▸ **MATERIAL FOR THE TASK**:
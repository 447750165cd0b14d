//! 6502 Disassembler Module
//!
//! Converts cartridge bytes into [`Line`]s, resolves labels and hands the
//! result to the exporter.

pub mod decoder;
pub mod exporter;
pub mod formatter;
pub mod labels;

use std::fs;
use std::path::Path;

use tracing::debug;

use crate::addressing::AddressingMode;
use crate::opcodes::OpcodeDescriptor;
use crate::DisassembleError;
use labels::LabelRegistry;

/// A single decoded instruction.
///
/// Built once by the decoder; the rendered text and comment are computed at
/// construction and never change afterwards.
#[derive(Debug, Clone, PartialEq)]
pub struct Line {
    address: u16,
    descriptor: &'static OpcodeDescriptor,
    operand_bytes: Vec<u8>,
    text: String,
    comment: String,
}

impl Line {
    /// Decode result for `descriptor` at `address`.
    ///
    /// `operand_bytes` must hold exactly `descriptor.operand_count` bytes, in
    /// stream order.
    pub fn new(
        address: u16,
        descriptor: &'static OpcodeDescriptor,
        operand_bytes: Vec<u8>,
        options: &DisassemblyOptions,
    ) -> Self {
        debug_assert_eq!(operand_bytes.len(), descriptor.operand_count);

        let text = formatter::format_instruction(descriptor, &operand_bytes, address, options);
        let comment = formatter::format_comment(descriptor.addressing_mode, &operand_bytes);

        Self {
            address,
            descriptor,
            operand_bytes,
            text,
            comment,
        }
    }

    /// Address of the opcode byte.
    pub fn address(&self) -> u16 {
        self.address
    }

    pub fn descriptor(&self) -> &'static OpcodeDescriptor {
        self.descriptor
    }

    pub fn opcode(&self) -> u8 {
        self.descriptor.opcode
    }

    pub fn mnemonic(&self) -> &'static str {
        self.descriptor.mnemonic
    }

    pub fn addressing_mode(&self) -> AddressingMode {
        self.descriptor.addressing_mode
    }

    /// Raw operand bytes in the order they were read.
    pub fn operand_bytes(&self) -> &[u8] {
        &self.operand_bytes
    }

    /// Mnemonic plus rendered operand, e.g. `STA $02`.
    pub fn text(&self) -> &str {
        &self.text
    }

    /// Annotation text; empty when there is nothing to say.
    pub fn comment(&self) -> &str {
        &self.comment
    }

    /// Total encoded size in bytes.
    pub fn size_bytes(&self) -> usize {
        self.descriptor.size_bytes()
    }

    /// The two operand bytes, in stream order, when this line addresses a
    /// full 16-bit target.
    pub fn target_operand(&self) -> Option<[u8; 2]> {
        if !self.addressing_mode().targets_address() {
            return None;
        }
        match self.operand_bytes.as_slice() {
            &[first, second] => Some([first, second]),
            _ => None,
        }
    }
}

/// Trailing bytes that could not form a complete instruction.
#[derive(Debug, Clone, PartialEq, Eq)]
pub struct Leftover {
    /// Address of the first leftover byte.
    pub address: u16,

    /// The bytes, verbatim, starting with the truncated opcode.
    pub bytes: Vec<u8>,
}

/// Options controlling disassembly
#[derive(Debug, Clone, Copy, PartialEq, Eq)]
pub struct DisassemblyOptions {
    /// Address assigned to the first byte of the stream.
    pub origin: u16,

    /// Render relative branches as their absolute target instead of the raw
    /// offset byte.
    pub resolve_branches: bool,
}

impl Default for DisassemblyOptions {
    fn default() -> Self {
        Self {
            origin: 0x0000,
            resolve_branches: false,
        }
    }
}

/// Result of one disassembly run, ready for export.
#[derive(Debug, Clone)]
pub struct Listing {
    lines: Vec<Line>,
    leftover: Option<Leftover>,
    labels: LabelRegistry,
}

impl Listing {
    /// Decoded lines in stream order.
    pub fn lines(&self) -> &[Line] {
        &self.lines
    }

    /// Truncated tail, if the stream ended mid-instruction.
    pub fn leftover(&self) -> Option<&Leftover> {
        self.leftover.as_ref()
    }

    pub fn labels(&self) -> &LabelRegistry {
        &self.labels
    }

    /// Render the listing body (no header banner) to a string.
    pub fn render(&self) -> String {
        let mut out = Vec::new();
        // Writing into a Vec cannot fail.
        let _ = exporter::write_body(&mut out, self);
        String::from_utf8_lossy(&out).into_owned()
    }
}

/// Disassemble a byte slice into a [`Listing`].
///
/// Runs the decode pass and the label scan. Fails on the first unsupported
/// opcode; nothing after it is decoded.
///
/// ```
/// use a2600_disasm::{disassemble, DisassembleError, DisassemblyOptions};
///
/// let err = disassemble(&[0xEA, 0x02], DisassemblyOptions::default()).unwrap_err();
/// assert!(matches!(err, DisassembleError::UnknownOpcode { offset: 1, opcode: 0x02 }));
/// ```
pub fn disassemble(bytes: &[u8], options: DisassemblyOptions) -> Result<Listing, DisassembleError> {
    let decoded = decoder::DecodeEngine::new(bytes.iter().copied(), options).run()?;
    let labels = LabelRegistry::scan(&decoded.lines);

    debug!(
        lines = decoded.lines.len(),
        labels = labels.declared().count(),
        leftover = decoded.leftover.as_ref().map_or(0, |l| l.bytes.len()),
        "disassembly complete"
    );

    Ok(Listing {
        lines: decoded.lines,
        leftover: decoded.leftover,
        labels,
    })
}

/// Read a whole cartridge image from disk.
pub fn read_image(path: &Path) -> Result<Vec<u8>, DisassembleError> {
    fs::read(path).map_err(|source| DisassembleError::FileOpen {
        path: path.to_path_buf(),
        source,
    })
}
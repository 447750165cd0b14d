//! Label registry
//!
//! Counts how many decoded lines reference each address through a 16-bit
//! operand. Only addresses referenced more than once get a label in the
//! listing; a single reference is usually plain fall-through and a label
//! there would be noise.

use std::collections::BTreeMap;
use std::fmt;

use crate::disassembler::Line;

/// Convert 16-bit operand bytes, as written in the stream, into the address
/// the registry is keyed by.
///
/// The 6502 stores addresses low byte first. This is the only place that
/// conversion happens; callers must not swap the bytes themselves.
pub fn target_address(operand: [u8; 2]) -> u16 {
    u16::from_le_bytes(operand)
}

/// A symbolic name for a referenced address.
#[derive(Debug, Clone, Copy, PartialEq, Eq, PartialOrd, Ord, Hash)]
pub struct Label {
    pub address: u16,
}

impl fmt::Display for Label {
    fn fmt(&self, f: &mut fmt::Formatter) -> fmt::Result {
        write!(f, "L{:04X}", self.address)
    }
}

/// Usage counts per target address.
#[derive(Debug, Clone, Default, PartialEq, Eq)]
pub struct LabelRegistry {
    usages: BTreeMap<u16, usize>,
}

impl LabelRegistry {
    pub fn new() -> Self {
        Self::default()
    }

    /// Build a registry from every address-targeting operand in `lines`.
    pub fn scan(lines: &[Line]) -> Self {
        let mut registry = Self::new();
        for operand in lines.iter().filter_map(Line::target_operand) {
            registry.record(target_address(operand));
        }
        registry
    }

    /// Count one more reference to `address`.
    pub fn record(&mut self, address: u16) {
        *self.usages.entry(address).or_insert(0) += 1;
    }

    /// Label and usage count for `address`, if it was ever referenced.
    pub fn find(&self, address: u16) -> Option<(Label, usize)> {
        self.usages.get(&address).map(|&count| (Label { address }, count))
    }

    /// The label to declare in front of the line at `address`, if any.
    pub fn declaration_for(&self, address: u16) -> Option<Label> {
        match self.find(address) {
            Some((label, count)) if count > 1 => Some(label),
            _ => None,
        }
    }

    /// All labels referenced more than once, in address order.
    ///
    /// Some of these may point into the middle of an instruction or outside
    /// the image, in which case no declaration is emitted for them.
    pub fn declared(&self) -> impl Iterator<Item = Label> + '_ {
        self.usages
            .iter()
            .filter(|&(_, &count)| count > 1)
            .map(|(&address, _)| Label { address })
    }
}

▸ **WORK ITEM**: Write only the number of lines in the records that contain the string "order".

▸ **EXERCISE OUTPUT**: 5